(SOURCE DATA Opens)
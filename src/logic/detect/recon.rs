//! Recon/scan detector.
//!
//! Partitions connection events by source IP and slides a fixed-size,
//! non-overlapping window over each partition: the window opens at the first
//! unconsumed event and closes `time_window_seconds` later. A window is
//! flagged when its distinct-destination count reaches `fan_out_threshold`
//! or its total connection count reaches `burst_threshold`.

use std::collections::{BTreeMap, BTreeSet};

use serde_json::json;

use crate::logic::config::ReconConfig;
use crate::logic::event::NormalizedEvent;

use super::types::{Detection, DetectionKind};

/// Confidence is 0.5 exactly at threshold and grows with the excess.
const CONFIDENCE_AT_THRESHOLD: f64 = 0.5;

pub(super) fn detect(events: &[NormalizedEvent], config: &ReconConfig) -> Vec<Detection> {
    let mut by_src: BTreeMap<&str, Vec<&NormalizedEvent>> = BTreeMap::new();
    for ev in events.iter().filter(|e| e.is_connection()) {
        if let Some(src) = ev.src_ip.as_deref() {
            by_src.entry(src).or_default().push(ev);
        }
    }

    let window = config.time_window_seconds as f64;
    let mut detections = Vec::new();

    for (src_ip, partition) in by_src {
        // The run collection is ts-sorted, so each partition is too.
        let mut i = 0;
        while i < partition.len() {
            let window_start = partition[i].ts;
            let boundary = window_start + window;

            let mut dst_ips: BTreeSet<&str> = BTreeSet::new();
            let mut j = i;
            while j < partition.len() && partition[j].ts < boundary {
                if let Some(dst) = partition[j].dst_ip.as_deref() {
                    dst_ips.insert(dst);
                }
                j += 1;
            }

            let total = j - i;
            let window_end = partition[j - 1].ts;
            if let Some(detection) = evaluate_window(
                config,
                src_ip,
                &dst_ips,
                total,
                window_start,
                window_end,
            ) {
                detections.push(detection);
            }

            i = j;
        }
    }

    log::info!("recon detector flagged {} windows", detections.len());
    detections
}

fn evaluate_window(
    config: &ReconConfig,
    src_ip: &str,
    dst_ips: &BTreeSet<&str>,
    total: usize,
    window_start: f64,
    window_end: f64,
) -> Option<Detection> {
    let fan_out_ratio = dst_ips.len() as f64 / config.fan_out_threshold as f64;
    let burst_ratio = total as f64 / config.burst_threshold as f64;
    if fan_out_ratio < 1.0 && burst_ratio < 1.0 {
        return None;
    }

    let confidence =
        (CONFIDENCE_AT_THRESHOLD * fan_out_ratio.max(burst_ratio)).min(1.0);

    let mut details = BTreeMap::new();
    details.insert("unique_destinations".to_string(), json!(dst_ips.len()));
    details.insert("connection_count".to_string(), json!(total));
    details.insert("window_start".to_string(), json!(window_start));
    details.insert("window_end".to_string(), json!(window_end));
    details.insert(
        "time_window_seconds".to_string(),
        json!(config.time_window_seconds),
    );

    Some(Detection {
        kind: DetectionKind::ReconScan,
        ts: window_start,
        src_ip: src_ip.to_string(),
        // A single destination is worth naming; a spread is not.
        dst_ip: if dst_ips.len() == 1 {
            dst_ips.iter().next().map(|s| s.to_string())
        } else {
            None
        },
        confidence,
        details,
    })
}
(SOURCE DATA Closes)
WORK REQUIRED
Return all of the entries exactly as they were supplied.

OUTPUT BELOW
filename src/logic/detect/recon.rs
//! Recon/scan detector.
//!
//! Partitions connection events by source IP and slides a fixed-size,
//! non-overlapping window over each partition: the window opens at the first
//! unconsumed event and closes `time_window_seconds` later. A window is
//! flagged when its distinct-destination count reaches `fan_out_threshold`
//! or its total connection count reaches `burst_threshold`.

use std::collections::{BTreeMap, BTreeSet};

use serde_json::json;

use crate::logic::config::ReconConfig;
use crate::logic::event::NormalizedEvent;

use super::types::{Detection, DetectionKind};

/// Confidence is 0.5 exactly at threshold and grows with the excess.
const CONFIDENCE_AT_THRESHOLD: f64 = 0.5;

pub(super) fn detect(events: &[NormalizedEvent], config: &ReconConfig) -> Vec<Detection> {
    let mut by_src: BTreeMap<&str, Vec<&NormalizedEvent>> = BTreeMap::new();
    for ev in events.iter().filter(|e| e.is_connection()) {
        if let Some(src) = ev.src_ip.as_deref() {
            by_src.entry(src).or_default().push(ev);
        }
    }

    let window = config.time_window_seconds as f64;
    let mut detections = Vec::new();

    for (src_ip, partition) in by_src {
        // The run collection is ts-sorted, so each partition is too.
        let mut i = 0;
        while i < partition.len() {
            let window_start = partition[i].ts;
            let boundary = window_start + window;

            let mut dst_ips: BTreeSet<&str> = BTreeSet::new();
            let mut j = i;
            while j < partition.len() && partition[j].ts < boundary {
                if let Some(dst) = partition[j].dst_ip.as_deref() {
                    dst_ips.insert(dst);
                }
                j += 1;
            }

            let total = j - i;
            let window_end = partition[j - 1].ts;
            if let Some(detection) = evaluate_window(
                config,
                src_ip,
                &dst_ips,
                total,
                window_start,
                window_end,
            ) {
                detections.push(detection);
            }

            i = j;
        }
    }

    log::info!("recon detector flagged {} windows", detections.len());
    detections
}

fn evaluate_window(
    config: &ReconConfig,
    src_ip: &str,
    dst_ips: &BTreeSet<&str>,
    total: usize,
    window_start: f64,
    window_end: f64,
) -> Option<Detection> {
    let fan_out_ratio = dst_ips.len() as f64 / config.fan_out_threshold as f64;
    let burst_ratio = total as f64 / config.burst_threshold as f64;
    if fan_out_ratio < 1.0 && burst_ratio < 1.0 {
        return None;
    }

    let confidence =
        (CONFIDENCE_AT_THRESHOLD * fan_out_ratio.max(burst_ratio)).min(1.0);

    let mut details = BTreeMap::new();
    details.insert("unique_destinations".to_string(), json!(dst_ips.len()));
    details.insert("connection_count".to_string(), json!(total));
    details.insert("window_start".to_string(), json!(window_start));
    details.insert("window_end".to_string(), json!(window_end));
    details.insert(
        "time_window_seconds".to_string(),
        json!(config.time_window_seconds),
    );

    Some(Detection {
        kind: DetectionKind::ReconScan,
        ts: window_start,
        src_ip: src_ip.to_string(),
        // A single destination is worth naming; a spread is not.
        dst_ip: if dst_ips.len() == 1 {
            dst_ips.iter().next().map(|s| s.to_string())
        } else {
            None
        },
        confidence,
        details,
    })
}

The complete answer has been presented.